Men And Eating Disorders Essay, Research Paper
Males with Eating Disorders
About seven million women across the country suffer from eating disorders including anorexia nervosa and bulimia and, as a result most research involving these disorders have only been conducted on females. However, as many as a million men may also suffer from these same disorders. Women are not the only people prone to disliking what they see when they look into the mirror. Now a days more men are worried about their body shape. Clinical reports tell us that one in ten men suffer from eating disorders. More attention needs to be paid to mens eating habits.
What eating disorders do men and boys get?
Just like girls and women, males get anorexia nervosa and bulimia nervous. Many males describe themselves as compulsive eaters, and they have binge eating disorder.
Anorexia nervosa means a nervous loss of appetite. Symptoms are a refusal to maintain body weight or an intense fear of gaining weight or becoming fat. An inability to perceive one’s body weight or shape correctly, (Scientific American, http://wwwsciam.com.exploration/1998/033298eating/anorexia.html).
An increasingly amount of men are seeking treatment. Just as women with this disorder are often involved in ballet and modeling, males suffer often from wrestling, running or practice similar sports that place a great deal of emphasis on dieting.
Bulimia nervosa means to binge eat and the get it out of your system by means of purging. Symptoms are recurrent episodes of binge eating and purging to prevent weight gain. (Scientific American).
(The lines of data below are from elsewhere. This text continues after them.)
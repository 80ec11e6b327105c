//! Repository Implementation

use crate::StorageError;
use chrono::Utc;
use feature_normalizer::FeatureRecord;
use serde::{Deserialize, Serialize};
use sqlx::sqlite::{SqliteConnectOptions, SqlitePool, SqlitePoolOptions};
use sqlx::Row;
use std::str::FromStr;
use tracing::{debug, info};

/// A prediction result to persist
#[derive(Debug, Clone, Serialize, Deserialize)]
pub struct NewPrediction {
    pub subject: String,
    pub gender: String,
    pub g1: f64,
    pub g2: f64,
    pub g3: f64,
    pub grade_level: String,
}

/// A stored prediction result
#[derive(Debug, Clone, Serialize, Deserialize)]
pub struct PredictionRow {
    pub id: i64,
    pub created_ms: i64,
    pub subject: String,
    pub gender: String,
    pub g1: f64,
    pub g2: f64,
    pub g3: f64,
    pub grade_level: String,
}

/// SQLite-backed repository for predictions and feedback rows
pub struct Repository {
    pool: SqlitePool,
}

impl Repository {
    /// Connect to the database at `url`, creating the file and schema as
    /// needed.
    pub async fn connect(url: &str) -> Result<Self, StorageError> {
        let options = SqliteConnectOptions::from_str(url)?.create_if_missing(true);
        let pool = SqlitePoolOptions::new()
            .max_connections(5)
            .connect_with(options)
            .await?;

        info!(url, "connected to database");
        let repo = Self { pool };
        repo.migrate().await?;
        Ok(repo)
    }

    /// In-memory database for tests. Pinned to a single connection so every
    /// query sees the same database.
    pub async fn in_memory() -> Result<Self, StorageError> {
        let options = SqliteConnectOptions::from_str("sqlite::memory:")?;
        let pool = SqlitePoolOptions::new()
            .max_connections(1)
            .connect_with(options)
            .await?;

        let repo = Self { pool };
        repo.migrate().await?;
        Ok(repo)
    }

    async fn migrate(&self) -> Result<(), StorageError> {
        sqlx::query(
            "CREATE TABLE IF NOT EXISTS predictions (
                id INTEGER PRIMARY KEY AUTOINCREMENT,
                created_ms INTEGER NOT NULL,
                subject TEXT NOT NULL,
                gender TEXT NOT NULL,
                g1 REAL NOT NULL,
                g2 REAL NOT NULL,
                g3 REAL NOT NULL,
                grade_level TEXT NOT NULL
            )",
        )
        .execute(&self.pool)
        .await?;

        sqlx::query(
            "CREATE TABLE IF NOT EXISTS feedback (
                id INTEGER PRIMARY KEY AUTOINCREMENT,
                created_ms INTEGER NOT NULL,
                features TEXT NOT NULL,
                g1 REAL NOT NULL,
                g2 REAL NOT NULL,
                g3 REAL NOT NULL
            )",
        )
        .execute(&self.pool)
        .await?;

        Ok(())
    }

    /// Insert a prediction result, returning its id
    pub async fn insert_prediction(&self, record: &NewPrediction) -> Result<i64, StorageError> {
        let result = sqlx::query(
            "INSERT INTO predictions (created_ms, subject, gender, g1, g2, g3, grade_level)
             VALUES (?1, ?2, ?3, ?4, ?5, ?6, ?7)",
        )
        .bind(Utc::now().timestamp_millis())
        .bind(&record.subject)
        .bind(&record.gender)
        .bind(record.g1)
        .bind(record.g2)
        .bind(record.g3)
        .bind(&record.grade_level)
        .execute(&self.pool)
        .await?;

        let id = result.last_insert_rowid();
        debug!(id, "stored prediction");
        Ok(id)
    }

    /// Most recent predictions, newest first
    pub async fn recent_predictions(&self, limit: i64) -> Result<Vec<PredictionRow>, StorageError> {
        let rows = sqlx::query(
            "SELECT id, created_ms, subject, gender, g1, g2, g3, grade_level
             FROM predictions ORDER BY id DESC LIMIT ?1",
        )
        .bind(limit)
        .fetch_all(&self.pool)
        .await?;

        Ok(rows
            .into_iter()
            .map(|row| PredictionRow {
                id: row.get("id"),
                created_ms: row.get("created_ms"),
                subject: row.get("subject"),
                gender: row.get("gender"),
                g1: row.get("g1"),
                g2: row.get("g2"),
                g3: row.get("g3"),
                grade_level: row.get("grade_level"),
            })
            .collect())
    }

    /// Persist a feedback training row: the serialized feature record plus
    /// the observed grades.
    pub async fn insert_feedback(
        &self,
        features: &FeatureRecord,
        g1: f64,
        g2: f64,
        g3: f64,
    ) -> Result<i64, StorageError> {
        let payload = serde_json::to_string(features)?;

        let result = sqlx::query(
            "INSERT INTO feedback (created_ms, features, g1, g2, g3)
             VALUES (?1, ?2, ?3, ?4, ?5)",
        )
        .bind(Utc::now().timestamp_millis())
        .bind(payload)
        .bind(g1)
        .bind(g2)
        .bind(g3)
        .execute(&self.pool)
        .await?;

        let id = result.last_insert_rowid();
        debug!(id, "stored feedback row");
        Ok(id)
    }

    /// Total stored predictions
    pub async fn prediction_count(&self) -> Result<i64, StorageError> {
        let row = sqlx::query("SELECT COUNT(*) AS n FROM predictions")
            .fetch_one(&self.pool)
            .await?;
        Ok(row.get("n"))
    }

    /// Total stored feedback rows
    pub async fn feedback_count(&self) -> Result<i64, StorageError> {
        let row = sqlx::query("SELECT COUNT(*) AS n FROM feedback")
            .fetch_one(&self.pool)
            .await?;
        Ok(row.get("n"))
    }
}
Men are also seeking treatment for Bulimia. Women in ballet and modeling are also prone to this disorder. Most men in wrestling are affected with this disease instead of anorexia because they find it easier to hide. They can eat all they want in public but then the go get rid of it in privacy.
How many males have these disorders?
Perhaps as many as one in six cases of anorexia nervosa occur in males, (ANRED http://www.anred.com). Binge eating disorder seems to occur almost equally in males and females, although males are not as likely to feel guilty or anxious after a binge as women do. It is difficult to known exactly how many males have bulimia. Some researchers believe about 15% of all cases of this disorder occurs in men. Clinics and counselors see many more females than males, but that may be because males are reluctant to confess what has become known as a “teenage girl’s problem.” My health professionals do not expect to see eating disorders in men and may therefore misdiagnose them.
Are the risk factors any different for males than they are for females?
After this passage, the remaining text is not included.